Task directions: The answer must consist of each line below that holds the word "LineDevice", copied as it stands.

Record set:
//! One indexed template quad drawn per segment

use line_geometry::{FrameUniforms, LineConfig, LineError, Vertex, TEMPLATE_INDICES, TEMPLATE_QUAD};
use wgpu::util::DeviceExt;

use crate::device::{check_lines, LineDevice, Strategy};
use crate::layouts::{segment_instance_layout, template_quad_layout};
use crate::pipeline::{check_buffer_size, create_frame_bind_group, create_frame_buffer, LinePipeline};
use crate::shaders;

pub struct InstancingDevice {
    render_pipeline: wgpu::RenderPipeline,
    frame_buffer: wgpu::Buffer,
    bind_group: wgpu::BindGroup,
    quad_buffer: wgpu::Buffer,
    index_buffer: wgpu::Buffer,
    line_buffer: wgpu::Buffer,
    capacity: usize,
}

impl InstancingDevice {
    pub fn new(device: &wgpu::Device, format: wgpu::TextureFormat, config: &LineConfig) -> Result<Self, LineError> {
        let size = config.buffer_size(1, std::mem::size_of::<Vertex>())?;
        check_buffer_size(&device.limits(), "Instancing line buffer", size, false)?;

        let frame_buffer = create_frame_buffer(device, "Instancing Frame Buffer");
        let quad_buffer = device.create_buffer_init(&wgpu::util::BufferInitDescriptor {
            label: Some("Template Quad Buffer"),
            contents: bytemuck::cast_slice(&TEMPLATE_QUAD),
            usage: wgpu::BufferUsages::VERTEX,
        });
        let index_buffer = device.create_buffer_init(&wgpu::util::BufferInitDescriptor {
            label: Some("Template Quad Index Buffer"),
            contents: bytemuck::cast_slice(&TEMPLATE_INDICES),
            usage: wgpu::BufferUsages::INDEX,
        });
        let line_buffer = device.create_buffer(&wgpu::BufferDescriptor {
            label: Some("Instancing Line Buffer"),
            size,
            usage: wgpu::BufferUsages::VERTEX | wgpu::BufferUsages::COPY_DST,
            mapped_at_creation: false,
        });

        let (bind_group_layout, bind_group) =
            create_frame_bind_group(device, "Instancing Bind Group", &frame_buffer);
        let shader = shaders::create_module(device, "Instancing Lines Shader", shaders::instancing_source());

        let render_pipeline = LinePipeline {
            label: "Instancing Lines Pipeline",
            shader: &shader,
            bind_group_layout: &bind_group_layout,
            vs_entry: "vs_instancing",
            fs_entry: "fs_aa",
            buffers: &[template_quad_layout(), segment_instance_layout()],
            topology: wgpu::PrimitiveTopology::TriangleList,
            format,
        }
        .create(device);

        log::info!("✓ Instancing lines device initialized ({} vertices)", config.max_vertices);

        Ok(Self {
            render_pipeline,
            frame_buffer,
            bind_group,
            quad_buffer,
            index_buffer,
            line_buffer,
            capacity: config.max_vertices,
        })
    }
}

impl LineDevice for InstancingDevice {
    fn strategy(&self) -> Strategy {
        Strategy::Instancing
    }

    fn update(&mut self, queue: &wgpu::Queue, lines: &[Vertex], frame: &FrameUniforms) -> Result<u32, LineError> {
        check_lines(lines, self.capacity)?;

        queue.write_buffer(&self.frame_buffer, 0, bytemuck::bytes_of(frame));
        if !lines.is_empty() {
            queue.write_buffer(&self.line_buffer, 0, bytemuck::cast_slice(lines));
        }
        Ok(lines.len() as u32)
    }

    fn render(&self, render_pass: &mut wgpu::RenderPass<'_>, count: u32) {
        let segments = count / 2;
        if segments == 0 {
            return;
        }
        render_pass.set_pipeline(&self.render_pipeline);
        render_pass.set_bind_group(0, &self.bind_group, &[]);
        render_pass.set_vertex_buffer(0, self.quad_buffer.slice(..));
        render_pass.set_vertex_buffer(1, self.line_buffer.slice(..));
        render_pass.set_index_buffer(self.index_buffer.slice(..), wgpu::IndexFormat::Uint16);
        render_pass.draw_indexed(0..TEMPLATE_INDICES.len() as u32, 0, 0..segments);
    }
}
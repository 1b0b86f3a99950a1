//! Line endpoint record shared by every rendering strategy

use bytemuck::{Pod, Zeroable};
use glam::{Vec3, Vec4};

use crate::error::{LineError, Result};

/// GPU-compatible line endpoint.
/// Aligned for WGSL struct compatibility (`LineVertex` in the shaders).
#[repr(C)]
#[derive(Clone, Copy, Debug, Default, PartialEq, Pod, Zeroable)]
pub struct Vertex {
    /// xyz: model-space position, w: half width
    pub pos_width: [f32; 4],
    /// RGBA color
    pub color: [f32; 4],
}

impl Vertex {
    pub fn new(position: Vec3, half_width: f32, color: Vec4) -> Self {
        Self {
            pos_width: position.extend(half_width).to_array(),
            color: color.to_array(),
        }
    }

    pub fn position(&self) -> Vec3 {
        Vec3::new(self.pos_width[0], self.pos_width[1], self.pos_width[2])
    }

    pub fn half_width(&self) -> f32 {
        self.pos_width[3]
    }

    pub fn color(&self) -> Vec4 {
        Vec4::from_array(self.color)
    }
}

/// Iterate a flat vertex stream as independent segments `[2i, 2i + 1]`.
///
/// Segments do not share vertices; there are no joins between them.
pub fn segments(vertices: &[Vertex]) -> Result<impl Iterator<Item = (&Vertex, &Vertex)> + '_> {
    if vertices.len() % 2 != 0 {
        return Err(LineError::UnpairedVertex {
            len: vertices.len(),
        });
    }

    Ok(vertices.chunks_exact(2).map(|pair| (&pair[0], &pair[1])))
}
//! Per-segment expansion in a compute pre-pass
//!
//! WebGPU has no geometry stage. `cs_expand` runs one invocation per segment
//! and writes the six vertices a geometry shader would have emitted into a
//! buffer that the render pass then reads as ordinary vertex input.

use bytemuck::{Pod, Zeroable};
use line_geometry::{FrameUniforms, LineConfig, LineError, Vertex, VERTICES_PER_SEGMENT};

use crate::device::{check_lines, LineDevice, Strategy};
use crate::pipeline::{
    check_buffer_size, create_frame_bind_group, create_frame_buffer, storage_entry, uniform_entry, LinePipeline,
};
use crate::shaders;

pub const WORKGROUP_SIZE: u32 = 64;

/// A fully transformed corner, as written by the compute pass.
#[repr(C)]
#[derive(Clone, Copy, Debug, Pod, Zeroable)]
pub struct ExpandedVertex {
    pub clip_position: [f32; 4],
    pub color: [f32; 4],
    pub distance: [f32; 4],
}

impl ExpandedVertex {
    pub const fn desc() -> wgpu::VertexBufferLayout<'static> {
        const ATTRIBUTES: &[wgpu::VertexAttribute] = &[
            // clip_position
            wgpu::VertexAttribute {
                offset: 0,
                shader_location: 0,
                format: wgpu::VertexFormat::Float32x4,
            },
            // color
            wgpu::VertexAttribute {
                offset: std::mem::size_of::<[f32; 4]>() as wgpu::BufferAddress,
                shader_location: 1,
                format: wgpu::VertexFormat::Float32x4,
            },
            // distance
            wgpu::VertexAttribute {
                offset: (std::mem::size_of::<[f32; 4]>() * 2) as wgpu::BufferAddress,
                shader_location: 2,
                format: wgpu::VertexFormat::Float32x4,
            },
        ];

        wgpu::VertexBufferLayout {
            array_stride: std::mem::size_of::<ExpandedVertex>() as wgpu::BufferAddress,
            step_mode: wgpu::VertexStepMode::Vertex,
            attributes: ATTRIBUTES,
        }
    }
}

#[repr(C)]
#[derive(Clone, Copy, Debug, Pod, Zeroable)]
pub struct ExpandParams {
    pub segment_count: u32,
    pub _padding: [u32; 3],
}

/// Workgroups needed to give every segment its own invocation.
pub fn workgroup_count(segments: u32) -> u32 {
    segments.div_ceil(WORKGROUP_SIZE)
}

pub struct GeometryStageDevice {
    compute_pipeline: wgpu::ComputePipeline,
    render_pipeline: wgpu::RenderPipeline,
    frame_buffer: wgpu::Buffer,
    params_buffer: wgpu::Buffer,
    line_buffer: wgpu::Buffer,
    expanded_buffer: wgpu::Buffer,
    compute_bind_group: wgpu::BindGroup,
    render_bind_group: wgpu::BindGroup,
    capacity: usize,
}

impl GeometryStageDevice {
    pub fn new(device: &wgpu::Device, format: wgpu::TextureFormat, config: &LineConfig) -> Result<Self, LineError> {
        let limits = device.limits();
        let line_size = config.buffer_size(1, std::mem::size_of::<Vertex>())?;
        let expanded_size = config.buffer_size(3, std::mem::size_of::<ExpandedVertex>())?;
        check_buffer_size(&limits, "Geometry stage line buffer", line_size, true)?;
        check_buffer_size(&limits, "Geometry stage expanded buffer", expanded_size, true)?;

        let max_segments = (config.max_vertices / 2) as u64;
        let max_invocations = u64::from(limits.max_compute_workgroups_per_dimension) * u64::from(WORKGROUP_SIZE);
        if max_segments > max_invocations {
            return Err(LineError::InvalidConfig(format!(
                "{max_segments} segments exceed the {max_invocations} compute invocations one dispatch allows"
            )));
        }

        let frame_buffer = create_frame_buffer(device, "Geometry Stage Frame Buffer");
        let params_buffer = device.create_buffer(&wgpu::BufferDescriptor {
            label: Some("Expand Params Buffer"),
            size: std::mem::size_of::<ExpandParams>() as u64,
            usage: wgpu::BufferUsages::UNIFORM | wgpu::BufferUsages::COPY_DST,
            mapped_at_creation: false,
        });
        let line_buffer = device.create_buffer(&wgpu::BufferDescriptor {
            label: Some("Geometry Stage Line Buffer"),
            size: line_size,
            usage: wgpu::BufferUsages::STORAGE | wgpu::BufferUsages::COPY_DST,
            mapped_at_creation: false,
        });
        let expanded_buffer = device.create_buffer(&wgpu::BufferDescriptor {
            label: Some("Expanded Vertex Buffer"),
            size: expanded_size,
            usage: wgpu::BufferUsages::STORAGE | wgpu::BufferUsages::VERTEX,
            mapped_at_creation: false,
        });

        let compute_bind_group_layout = device.create_bind_group_layout(&wgpu::BindGroupLayoutDescriptor {
            label: Some("Expand Bind Group Layout"),
            entries: &[
                // Frame uniforms - Binding 0
                uniform_entry(0, wgpu::ShaderStages::COMPUTE),
                // Lines (Storage) - Binding 1
                storage_entry(1, wgpu::ShaderStages::COMPUTE, true),
                // Expanded vertices (Storage) - Binding 2
                storage_entry(2, wgpu::ShaderStages::COMPUTE, false),
                // Params (Uniform) - Binding 3
                uniform_entry(3, wgpu::ShaderStages::COMPUTE),
            ],
        });

        let compute_bind_group = device.create_bind_group(&wgpu::BindGroupDescriptor {
            label: Some("Expand Bind Group"),
            layout: &compute_bind_group_layout,
            entries: &[
                wgpu::BindGroupEntry {
                    binding: 0,
                    resource: frame_buffer.as_entire_binding(),
                },
                wgpu::BindGroupEntry {
                    binding: 1,
                    resource: line_buffer.as_entire_binding(),
                },
                wgpu::BindGroupEntry {
                    binding: 2,
                    resource: expanded_buffer.as_entire_binding(),
                },
                wgpu::BindGroupEntry {
                    binding: 3,
                    resource: params_buffer.as_entire_binding(),
                },
            ],
        });

        let shader = shaders::create_module(device, "Geometry Stage Shader", shaders::geometry_stage_source());

        let compute_pipeline_layout = device.create_pipeline_layout(&wgpu::PipelineLayoutDescriptor {
            label: Some("Expand Pipeline Layout"),
            bind_group_layouts: &[&compute_bind_group_layout],
            push_constant_ranges: &[],
        });

        let compute_pipeline = device.create_compute_pipeline(&wgpu::ComputePipelineDescriptor {
            label: Some("Expand Pipeline"),
            layout: Some(&compute_pipeline_layout),
            module: &shader,
            entry_point: Some("cs_expand"),
            compilation_options: Default::default(),
            cache: None,
        });

        let (render_bind_group_layout, render_bind_group) =
            create_frame_bind_group(device, "Geometry Stage Render Bind Group", &frame_buffer);

        let render_pipeline = LinePipeline {
            label: "Geometry Stage Lines Pipeline",
            shader: &shader,
            bind_group_layout: &render_bind_group_layout,
            vs_entry: "vs_expanded",
            fs_entry: "fs_aa",
            buffers: &[ExpandedVertex::desc()],
            topology: wgpu::PrimitiveTopology::TriangleList,
            format,
        }
        .create(device);

        log::info!(
            "✓ Geometry stage lines device initialized ({} segments)",
            max_segments
        );

        Ok(Self {
            compute_pipeline,
            render_pipeline,
            frame_buffer,
            params_buffer,
            line_buffer,
            expanded_buffer,
            compute_bind_group,
            render_bind_group,
            capacity: config.max_vertices,
        })
    }
}

impl LineDevice for GeometryStageDevice {
    fn strategy(&self) -> Strategy {
        Strategy::GeometryStage
    }

    fn update(&mut self, queue: &wgpu::Queue, lines: &[Vertex], frame: &FrameUniforms) -> Result<u32, LineError> {
        check_lines(lines, self.capacity)?;

        let params = ExpandParams {
            segment_count: (lines.len() / 2) as u32,
            _padding: [0; 3],
        };
        queue.write_buffer(&self.frame_buffer, 0, bytemuck::bytes_of(frame));
        queue.write_buffer(&self.params_buffer, 0, bytemuck::bytes_of(&params));
        if !lines.is_empty() {
            queue.write_buffer(&self.line_buffer, 0, bytemuck::cast_slice(lines));
        }
        Ok(lines.len() as u32)
    }

    fn prepare(
        &self,
        encoder: &mut wgpu::CommandEncoder,
        count: u32,
        timestamp_writes: Option<wgpu::ComputePassTimestampWrites<'_>>,
    ) -> bool {
        let segments = count / 2;
        if segments == 0 {
            return false;
        }
        let mut compute_pass = encoder.begin_compute_pass(&wgpu::ComputePassDescriptor {
            label: Some("Expand Pass"),
            timestamp_writes,
        });
        compute_pass.set_pipeline(&self.compute_pipeline);
        compute_pass.set_bind_group(0, &self.compute_bind_group, &[]);
        compute_pass.dispatch_workgroups(workgroup_count(segments), 1, 1);
        true
    }

    fn render(&self, render_pass: &mut wgpu::RenderPass<'_>, count: u32) {
        let vertices = (count / 2) * VERTICES_PER_SEGMENT;
        if vertices == 0 {
            return;
        }
        render_pass.set_pipeline(&self.render_pipeline);
        render_pass.set_bind_group(0, &self.render_bind_group, &[]);
        render_pass.set_vertex_buffer(0, self.expanded_buffer.slice(..));
        render_pass.draw(0..vertices, 0..1);
    }
}

#[cfg(test)]
mod tests {
    use super::*;

    #[test]
    fn test_gpu_struct_sizes() {
        // Must match the WGSL structs in geometry_stage.wgsl
        assert_eq!(std::mem::size_of::<ExpandedVertex>(), 48);
        assert_eq!(std::mem::size_of::<ExpandParams>(), 16);
        assert_eq!(ExpandedVertex::desc().array_stride, 48);
    }

    #[test]
    fn test_workgroup_count() {
        assert_eq!(workgroup_count(0), 0);
        assert_eq!(workgroup_count(1), 1);
        assert_eq!(workgroup_count(64), 1);
        assert_eq!(workgroup_count(65), 2);
    }

    #[test]
    fn test_default_capacity_fits_one_dispatch() {
        let config = LineConfig::default();
        let segments = (config.max_vertices / 2) as u32;
        assert!(workgroup_count(segments) <= wgpu::Limits::default().max_compute_workgroups_per_dimension);
    }
}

Solution to the exercise:
use crate::device::{check_lines, LineDevice, Strategy};
impl LineDevice for InstancingDevice {
use crate::device::{check_lines, LineDevice, Strategy};
impl LineDevice for GeometryStageDevice {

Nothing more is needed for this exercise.